What Libraries Gain By Publishing Data

  • Visibility: Your spending data becomes part of the public record. Vendors know you're transparent. This changes negotiation dynamics.
  • Collective power: When libraries publish data showing unmet demand, publishers can't ignore it. Individual complaints are easy to dismiss. Aggregate data is undeniable.
  • Benchmarking: See how your costs compare to other libraries. If you're 30% higher, you know there\'s room to negotiate.
  • Evidence: When proposing CDL or alternative vendors, you have data showing why change is necessary.
  • Vendor accountability: Vendors care about their reputation. Publishing comparative data creates pressure for better behavior.

The Bigger Picture: Breaking the Vendor Data Monopoly

Right now, vendors control library data. They profit from it. They use it against libraries in negotiations. They sell it to publishers who use it to price gouge libraries.

Libraries can break this monopoly by publishing their own data. When libraries become the source of market intelligence instead of vendors, the power dynamic shifts.

Imagine: Every library publishes monthly circulation data.

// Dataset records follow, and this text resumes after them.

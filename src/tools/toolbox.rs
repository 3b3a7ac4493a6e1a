//! Tool implementations over the workspace providers.
//!
//! Every tool answers with a JSON string. Argument problems produce
//! `{"success": false, "error": ...}`; provider and compiler failures are
//! raised so the executor can report them as failed calls.

use super::ToolName;
use crate::compiler::{CompileError, DocumentCompiler};
use crate::external::{CallError, CallGuard};
use crate::workspace::domain::{
    DocumentPatch, EntityId, EntityKind, NewDocument, NewSprint, NewTask, SprintPlan, TaskFilter,
    TaskPatch, TaskUpdate,
};
use crate::workspace::ports::{DocProvider, SprintProvider, TaskProvider, WorkspaceProviderError};
use serde::Deserialize;
use serde::de::DeserializeOwned;
use serde_json::{Value, json};
use std::sync::Arc;
use thiserror::Error;

/// Errors raised by a tool call.
#[derive(Debug, Clone, Error)]
pub enum ToolError {
    /// The model sent arguments the tool cannot use.
    #[error("invalid arguments: {0}")]
    InvalidArguments(String),

    /// The tool needs a capability that was not configured.
    #[error("{0} is not configured")]
    Unsupported(ToolName),

    /// A workspace provider failed.
    #[error(transparent)]
    Provider(#[from] WorkspaceProviderError),

    /// Document compilation failed.
    #[error(transparent)]
    Compile(#[from] CompileError),

    /// The call was cancelled or timed out.
    #[error(transparent)]
    Call(#[from] CallError),
}

impl ToolError {
    /// Returns `true` when the error represents cancellation of the turn.
    #[must_use]
    pub const fn is_cancelled(&self) -> bool {
        match self {
            Self::Call(err) => err.is_cancelled(),
            Self::Compile(err) => err.is_cancelled(),
            _ => false,
        }
    }

    /// Returns the model reply attached to a compiler parse failure.
    #[must_use]
    pub fn raw_output(&self) -> Option<&str> {
        match self {
            Self::Compile(err) => err.raw_output(),
            _ => None,
        }
    }
}

#[derive(Debug, Deserialize)]
#[serde(rename_all = "camelCase")]
struct UpdateTaskArgs {
    #[serde(alias = "id", alias = "task_id")]
    task_id: EntityId,
    #[serde(flatten)]
    patch: TaskPatch,
}

#[derive(Debug, Deserialize)]
struct BatchUpdateArgs {
    updates: Vec<TaskUpdate>,
}

#[derive(Debug, Deserialize)]
#[serde(rename_all = "camelCase")]
struct DocumentRef {
    #[serde(alias = "id", alias = "doc_id")]
    doc_id: EntityId,
}

#[derive(Debug, Deserialize)]
#[serde(rename_all = "camelCase")]
struct UpdateDocumentArgs {
    #[serde(alias = "id", alias = "doc_id")]
    doc_id: EntityId,
    #[serde(flatten)]
    patch: DocumentPatch,
}

#[derive(Debug, Deserialize)]
#[serde(rename_all = "camelCase")]
struct CompileDocumentArgs {
    #[serde(alias = "id", alias = "doc_id")]
    doc_id: EntityId,
    #[serde(default, alias = "doc_type")]
    doc_type: Option<String>,
}

/// The workspace capabilities tools are executed against.
#[derive(Clone)]
pub struct WorkspaceToolbox {
    tasks: Arc<dyn TaskProvider>,
    sprints: Arc<dyn SprintProvider>,
    docs: Arc<dyn DocProvider>,
    compiler: Option<DocumentCompiler>,
}

impl WorkspaceToolbox {
    /// Creates a toolbox without a document compiler.
    #[must_use]
    pub const fn new(
        tasks: Arc<dyn TaskProvider>,
        sprints: Arc<dyn SprintProvider>,
        docs: Arc<dyn DocProvider>,
    ) -> Self {
        Self {
            tasks,
            sprints,
            docs,
            compiler: None,
        }
    }

    /// Enables `compile_document`.
    #[must_use]
    pub fn with_compiler(mut self, compiler: DocumentCompiler) -> Self {
        self.compiler = Some(compiler);
        self
    }

    /// Runs one tool and returns its JSON result.
    ///
    /// # Errors
    ///
    /// Returns [`ToolError`] when a provider, the compiler or the call guard
    /// fails. Argument errors are reported in the returned JSON instead.
    pub async fn call(
        &self,
        tool: ToolName,
        arguments: &Value,
        guard: &CallGuard,
    ) -> Result<String, ToolError> {
        match self.dispatch(tool, arguments, guard).await {
            Ok(value) => Ok(value.to_string()),
            Err(ToolError::InvalidArguments(reason)) => {
                Ok(json!({ "success": false, "error": reason }).to_string())
            }
            Err(err) => Err(err),
        }
    }

    async fn dispatch(
        &self,
        tool: ToolName,
        arguments: &Value,
        guard: &CallGuard,
    ) -> Result<Value, ToolError> {
        match tool {
            ToolName::CreateTask => {
                let payload: NewTask = parse_args(arguments)?;
                payload.validate().map_err(|err| invalid(&err))?;
                let task = guard.run(self.tasks.create(&payload)).await??;
                Ok(json!({ "success": true, "taskId": task.id, "task": task }))
            }
            ToolName::UpdateTask => {
                let args: UpdateTaskArgs = parse_args(arguments)?;
                if args.patch.is_empty() {
                    return Err(ToolError::InvalidArguments("no fields to update".to_owned()));
                }
                let task = guard.run(self.tasks.update(&args.task_id, &args.patch)).await??;
                Ok(json!({ "success": true, "taskId": task.id, "task": task }))
            }
            ToolName::BatchUpdateTasks => {
                let args: BatchUpdateArgs = parse_args(arguments)?;
                let tasks = guard.run(self.tasks.batch_update(&args.updates)).await??;
                Ok(json!({ "success": true, "tasks": tasks }))
            }
            ToolName::ListTasks => {
                let filter: TaskFilter = parse_args(arguments)?;
                let tasks = guard.run(self.tasks.list(&filter)).await??;
                Ok(json!({ "success": true, "tasks": tasks }))
            }
            ToolName::CreateDocument => {
                let payload: NewDocument = parse_args(arguments)?;
                payload.validate().map_err(|err| invalid(&err))?;
                let document = guard.run(self.docs.create(&payload)).await??;
                Ok(json!({ "success": true, "docId": document.id, "document": document }))
            }
            ToolName::UpdateDocument => {
                let args: UpdateDocumentArgs = parse_args(arguments)?;
                let document = guard.run(self.docs.update(&args.doc_id, &args.patch)).await??;
                Ok(json!({ "success": true, "docId": document.id, "document": document }))
            }
            ToolName::ReadDocument => {
                let args: DocumentRef = parse_args(arguments)?;
                let document = guard
                    .run(self.docs.get_by_id(&args.doc_id))
                    .await??
                    .ok_or_else(|| {
                        WorkspaceProviderError::not_found(EntityKind::Document, args.doc_id.clone())
                    })?;
                Ok(json!({ "success": true, "docId": document.id, "document": document }))
            }
            ToolName::ListDocuments => {
                let documents = guard.run(self.docs.list()).await??;
                Ok(json!({ "success": true, "documents": documents }))
            }
            ToolName::CreateSprint => {
                let payload: NewSprint = parse_args(arguments)?;
                payload.validate().map_err(|err| invalid(&err))?;
                let sprint = guard.run(self.sprints.create(&payload)).await??;
                Ok(json!({ "success": true, "sprintId": sprint.id, "sprint": sprint }))
            }
            ToolName::ListSprints => {
                let sprints = guard.run(self.sprints.list()).await??;
                Ok(json!({ "success": true, "sprints": sprints }))
            }
            ToolName::PlanSprint => self.plan_sprint(arguments, guard).await,
            ToolName::CompileDocument => self.compile_document(arguments, guard).await,
        }
    }

    /// Moves existing tasks into an existing sprint.
    ///
    /// The task assignment goes through `batch_update`, so an unknown task id
    /// fails the whole call before the sprint records anything.
    async fn plan_sprint(&self, arguments: &Value, guard: &CallGuard) -> Result<Value, ToolError> {
        let plan: SprintPlan = parse_args(arguments)?;
        if guard.run(self.sprints.get_by_id(&plan.sprint_id)).await??.is_none() {
            return Err(
                WorkspaceProviderError::not_found(EntityKind::Sprint, plan.sprint_id.clone()).into(),
            );
        }
        let assignments: Vec<TaskUpdate> = plan
            .task_ids
            .iter()
            .map(|task_id| TaskUpdate {
                id: task_id.clone(),
                patch: TaskPatch {
                    sprint_id: Some(plan.sprint_id.clone()),
                    ..TaskPatch::default()
                },
            })
            .collect();
        let tasks = guard.run(self.tasks.batch_update(&assignments)).await??;
        let sprint = guard.run(self.sprints.plan(&plan)).await??;
        Ok(json!({ "success": true, "sprintId": sprint.id, "sprint": sprint, "tasks": tasks }))
    }

    async fn compile_document(&self, arguments: &Value, guard: &CallGuard) -> Result<Value, ToolError> {
        let compiler = self
            .compiler
            .as_ref()
            .ok_or(ToolError::Unsupported(ToolName::CompileDocument))?;
        let args: CompileDocumentArgs = parse_args(arguments)?;
        let document = guard
            .run(self.docs.get_by_id(&args.doc_id))
            .await??
            .ok_or_else(|| WorkspaceProviderError::not_found(EntityKind::Document, args.doc_id.clone()))?;
        let doc_type = args.doc_type.as_deref().unwrap_or(&document.doc_type);

        let output = compiler.compile(&document.content, doc_type, guard).await?;
        let tasks = compiler.persist(&output, self.tasks.as_ref(), guard).await?;
        Ok(json!({
            "success": true,
            "sourceDocId": document.id,
            "tasks": tasks,
            "warnings": output.warnings,
        }))
    }
}

fn parse_args<T: DeserializeOwned>(arguments: &Value) -> Result<T, ToolError> {
    let normalized = match arguments {
        Value::Null => json!({}),
        Value::String(raw) => serde_json::from_str(raw).map_err(|err| invalid(&err))?,
        other => other.clone(),
    };
    serde_json::from_value(normalized).map_err(|err| invalid(&err))
}

fn invalid(err: &dyn std::fmt::Display) -> ToolError {
    ToolError::InvalidArguments(err.to_string())
}
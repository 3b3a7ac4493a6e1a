//! What a turn hands back to the caller.

use crate::conversation::domain::{Artifact, ExecutionId, Mode, SuggestedAction};
use crate::intent::{Intent, IntentClassification};
use crate::tools::ToolObservation;
use crate::workflow::{LoopTermination, WorkflowKind};

/// The reply to one turn.
#[derive(Debug, Clone, PartialEq)]
pub struct TurnResponse {
    /// User-visible reply, with any suggestions block removed.
    pub content: String,
    /// Tasks, documents and sprints touched during the turn, unique by id.
    pub artifacts: Vec<Artifact>,
    /// Quick replies offered alongside the content.
    pub suggested_actions: Vec<SuggestedAction>,
    /// Intent the turn was dispatched with.
    pub intent: Intent,
    /// Workflow that handled the turn.
    pub workflow: WorkflowKind,
    /// Mode after the turn.
    pub mode: Mode,
    /// Tool call outcomes, in execution order.
    pub observations: Vec<ToolObservation>,
    /// How the workflow finished.
    pub termination: LoopTermination,
}

/// The first half of a confirm-before-run exchange.
#[derive(Debug, Clone, PartialEq)]
pub struct PendingIntent {
    /// How the input was classified.
    pub classification: IntentClassification,
    /// Id to pass to `execute_pending`.
    pub execution_id: ExecutionId,
    /// A ready-made action that confirms the execution.
    pub action: SuggestedAction,
}
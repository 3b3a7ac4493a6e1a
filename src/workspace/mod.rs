//! Workspace collaborators: tasks, sprints and documents.
//!
//! The board, the document tree and sprint storage live outside this crate.
//! The assistant reaches them only through three narrow provider ports:
//!
//! - Domain records in [`domain`]
//! - Provider contracts in [`ports`]
//! - In-memory adapters in [`adapters`]

pub mod adapters;
pub mod domain;
pub mod ports;
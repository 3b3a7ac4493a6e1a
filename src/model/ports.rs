//! The model provider port.

use super::domain::{ModelCapabilities, ModelRequest, ModelResponse};
use async_trait::async_trait;
use std::sync::Arc;
use thiserror::Error;

/// Result type for model operations.
pub type ModelResult<T> = Result<T, ModelError>;

/// Errors raised by model providers.
#[derive(Debug, Clone, Error)]
pub enum ModelError {
    /// The request never produced an HTTP response.
    #[error("model transport failed: {0}")]
    Transport(Arc<dyn std::error::Error + Send + Sync>),

    /// The provider answered with an error status.
    #[error("model API returned {status}: {message}")]
    Api {
        /// HTTP status code.
        status: u16,
        /// Provider error message.
        message: String,
    },

    /// The provider answered with a body that could not be understood.
    #[error("invalid model response: {0}")]
    InvalidResponse(String),
}

impl ModelError {
    /// Wraps a transport error.
    #[must_use]
    pub fn transport(err: impl std::error::Error + Send + Sync + 'static) -> Self {
        Self::Transport(Arc::new(err))
    }
}

/// A language model endpoint.
#[cfg_attr(test, mockall::automock)]
#[async_trait]
pub trait ModelProvider: Send + Sync {
    /// Returns the capabilities resolved at construction.
    fn capabilities(&self) -> ModelCapabilities;

    /// Sends one request and returns the model's reply.
    ///
    /// # Errors
    ///
    /// Returns [`ModelError`] when the call fails or the reply is unusable.
    async fn invoke(&self, request: ModelRequest) -> ModelResult<ModelResponse>;
}
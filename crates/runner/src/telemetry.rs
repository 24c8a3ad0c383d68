//! Append-only JSONL log of finished runs.

use std::fs::OpenOptions;
use std::io::Write;
use std::path::Path;

use tracing::warn;

use crate::output::RunRecord;

/// Append `record` as one JSON line to `path`, creating the file if needed.
///
/// Best effort: a log that can't be written never fails the run.
pub fn append_record(path: &Path, record: &RunRecord) {
    let line = match serde_json::to_string(record) {
        Ok(line) => line,
        Err(e) => {
            warn!(error = %e, "failed to serialize run record");
            return;
        }
    };

    let result = OpenOptions::new()
        .create(true)
        .append(true)
        .open(path)
        .and_then(|mut file| writeln!(file, "{line}"));
    if let Err(e) = result {
        warn!(path = %path.display(), error = %e, "failed to append run record");
    }
}

#[cfg(test)]
mod tests {
    use std::time::Duration;

    use sandbox::{ExecConfig, Outcome, ResourceLimits, ResourceUsage, TerminationReport};

    use super::*;

    fn record(pid: i32) -> RunRecord {
        let limits = ResourceLimits::new(2, 1024 * 1024).unwrap();
        let config = ExecConfig::new("/bin/echo", ["echo", "hi"], limits);
        let report = TerminationReport {
            pid,
            outcome: Outcome::ExitedNormally { code: 0 },
            usage: ResourceUsage::default(),
            wall_time: Duration::from_millis(3),
            setup_failure: None,
        };
        RunRecord::new(&config, &report)
    }

    #[test]
    fn appends_one_line_per_record() {
        let dir = tempfile::tempdir().unwrap();
        let path = dir.path().join("runs.jsonl");

        append_record(&path, &record(1));
        append_record(&path, &record(2));

        let content = std::fs::read_to_string(&path).unwrap();
        let lines: Vec<serde_json::Value> = content
            .lines()
            .map(|l| serde_json::from_str(l).unwrap())
            .collect();
        assert_eq!(lines.len(), 2);
        assert_eq!(lines[0]["pid"], 1);
        assert_eq!(lines[1]["pid"], 2);
        assert_eq!(lines[1]["outcome"], "exited");
    }

    #[test]
    fn unwritable_path_is_ignored() {
        let dir = tempfile::tempdir().unwrap();
        // A directory can't be opened for appending.
        append_record(dir.path(), &record(1));
    }
}
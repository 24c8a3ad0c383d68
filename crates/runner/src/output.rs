//! Human and JSON renderings of a [`TerminationReport`].

use nix::sys::signal::Signal;
use sandbox::{ExecConfig, Outcome, TerminationReport};
use serde::Serialize;

/// One finished run, as printed with `--json` and appended to the report log.
#[derive(Debug, Serialize)]
pub struct RunRecord {
    pub ts: String,
    pub program: String,
    pub argv: Vec<String>,
    pub limits: LimitsRecord,
    pub pid: i32,
    #[serde(flatten)]
    pub outcome: OutcomeRecord,
    pub wall_ms: u64,
    pub user_cpu_ms: u64,
    pub system_cpu_ms: u64,
    pub max_rss_kib: u64,
    #[serde(skip_serializing_if = "Option::is_none")]
    pub setup_error: Option<String>,
}

#[derive(Debug, Serialize)]
pub struct LimitsRecord {
    pub cpu_seconds: u64,
    pub data_bytes: u64,
    pub stack_bytes: u64,
}

#[derive(Debug, PartialEq, Serialize)]
#[serde(tag = "outcome", rename_all = "snake_case")]
pub enum OutcomeRecord {
    Exited {
        code: i32,
    },
    Signaled {
        signal: i32,
        #[serde(skip_serializing_if = "Option::is_none")]
        signal_name: Option<&'static str>,
    },
    Unknown,
}

impl From<Outcome> for OutcomeRecord {
    fn from(outcome: Outcome) -> Self {
        match outcome {
            Outcome::ExitedNormally { code } => Self::Exited { code },
            Outcome::KilledBySignal { signal } => Self::Signaled {
                signal,
                signal_name: signal_name(signal),
            },
            Outcome::Unknown => Self::Unknown,
        }
    }
}

impl RunRecord {
    pub fn new(config: &ExecConfig, report: &TerminationReport) -> Self {
        let limits = config.limits();
        Self {
            ts: chrono::Utc::now().to_rfc3339_opts(chrono::SecondsFormat::Millis, true),
            program: config.program().display().to_string(),
            argv: config
                .argv()
                .iter()
                .map(|a| a.to_string_lossy().into_owned())
                .collect(),
            limits: LimitsRecord {
                cpu_seconds: limits.cpu_seconds(),
                data_bytes: limits.data_bytes(),
                stack_bytes: limits.stack_bytes(),
            },
            pid: report.pid,
            outcome: report.outcome.into(),
            wall_ms: report.wall_time.as_millis() as u64,
            user_cpu_ms: report.usage.user_time.as_millis() as u64,
            system_cpu_ms: report.usage.system_time.as_millis() as u64,
            max_rss_kib: report.usage.max_rss_kib,
            setup_error: report.setup_failure.map(|f| f.to_string()),
        }
    }
}

pub fn signal_name(signal: i32) -> Option<&'static str> {
    Signal::try_from(signal).ok().map(Signal::as_str)
}

pub fn started_line(pid: i32) -> String {
    format!("child started (pid {pid})")
}

pub fn outcome_line(report: &TerminationReport) -> String {
    let pid = report.pid;
    match report.outcome {
        Outcome::ExitedNormally { code } => format!("child (pid {pid}) exited with status {code}"),
        Outcome::KilledBySignal { signal } => match signal_name(signal) {
            Some(name) => format!("child (pid {pid}) was killed by signal {signal} ({name})"),
            None => format!("child (pid {pid}) was killed by signal {signal}"),
        },
        Outcome::Unknown => format!("child (pid {pid}) ended in an unknown state"),
    }
}

#[cfg(test)]
mod tests {
    use std::time::Duration;

    use sandbox::{ResourceLimits, ResourceUsage, SetupFailure};

    use super::*;

    fn report(outcome: Outcome) -> TerminationReport {
        TerminationReport {
            pid: 4242,
            outcome,
            usage: ResourceUsage {
                user_time: Duration::from_millis(1200),
                system_time: Duration::from_millis(30),
                max_rss_kib: 2048,
            },
            wall_time: Duration::from_millis(1500),
            setup_failure: None,
        }
    }

    fn config() -> ExecConfig {
        let limits = ResourceLimits::new(1, 50 * 1024 * 1024).unwrap();
        ExecConfig::new("/usr/bin/yes", ["/usr/bin/yes"], limits)
    }

    #[test]
    fn lines_match_outcome() {
        assert_eq!(started_line(7), "child started (pid 7)");
        assert_eq!(
            outcome_line(&report(Outcome::ExitedNormally { code: 0 })),
            "child (pid 4242) exited with status 0"
        );
        assert_eq!(
            outcome_line(&report(Outcome::KilledBySignal { signal: 9 })),
            "child (pid 4242) was killed by signal 9 (SIGKILL)"
        );
        assert_eq!(
            outcome_line(&report(Outcome::Unknown)),
            "child (pid 4242) ended in an unknown state"
        );
    }

    #[test]
    fn unnamed_signal_prints_number_only() {
        assert_eq!(
            outcome_line(&report(Outcome::KilledBySignal { signal: 250 })),
            "child (pid 4242) was killed by signal 250"
        );
    }

    #[test]
    fn record_serializes_signaled_run() {
        let record = RunRecord::new(&config(), &report(Outcome::KilledBySignal { signal: 24 }));
        let json = serde_json::to_value(&record).unwrap();
        assert_eq!(json["program"], "/usr/bin/yes");
        assert_eq!(json["argv"][0], "/usr/bin/yes");
        assert_eq!(json["limits"]["cpu_seconds"], 1);
        assert_eq!(json["limits"]["data_bytes"], 50 * 1024 * 1024);
        assert_eq!(json["limits"]["stack_bytes"], 8 * 1024 * 1024);
        assert_eq!(json["pid"], 4242);
        assert_eq!(json["outcome"], "signaled");
        assert_eq!(json["signal"], 24);
        assert_eq!(json["signal_name"], "SIGXCPU");
        assert_eq!(json["wall_ms"], 1500);
        assert_eq!(json["user_cpu_ms"], 1200);
        assert_eq!(json["system_cpu_ms"], 30);
        assert_eq!(json["max_rss_kib"], 2048);
        assert!(json.get("setup_error").is_none()); // omitted when None
        assert!(json["ts"].as_str().unwrap().ends_with('Z'));
    }

    #[test]
    fn record_serializes_setup_failure() {
        let mut failed = report(Outcome::ExitedNormally { code: 127 });
        failed.setup_failure = Some(SetupFailure::Exec(nix::errno::Errno::ENOENT));
        let json = serde_json::to_value(RunRecord::new(&config(), &failed)).unwrap();
        assert_eq!(json["outcome"], "exited");
        assert_eq!(json["code"], 127);
        assert!(
            json["setup_error"].as_str().unwrap().contains("ENOENT"),
            "setup_error was {}",
            json["setup_error"]
        );
    }

    #[test]
    fn unknown_outcome_serializes_tag_only() {
        let json = serde_json::to_value(OutcomeRecord::from(Outcome::Unknown)).unwrap();
        assert_eq!(json, serde_json::json!({ "outcome": "unknown" }));
    }
}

Within a year, you have transparent market intelligence showing:

  • What patrons actually read
  • What libraries are paying
  • Where unmet demand exists
  • Which vendors offer the best value

This data is powerful. Publishers use it for pricing strategy. Libraries should too.

Start today: Talk to your IT department. Pull your last month of circulation data. Clean it up. Anonymize it. Post it. Tell one other library to do the same. That\'s how this starts. That\'s how the monopoly breaks.

Templates and Tools

Coming soon: CSV templates for monthly circulation reporting, data cleaning scripts, and instructions for posting data to GitHub.

What Data Should Remain Private

Publish aggregate data: Total checkouts, top titles, cost per checkout, genre patterns

Do NOT publish: Individual patron reading histories, personal circulation data, library-specific patron demographics

The goal is market intelligence, not patron surveillance. Aggregated circulation data is safe to publish and valuable to the market.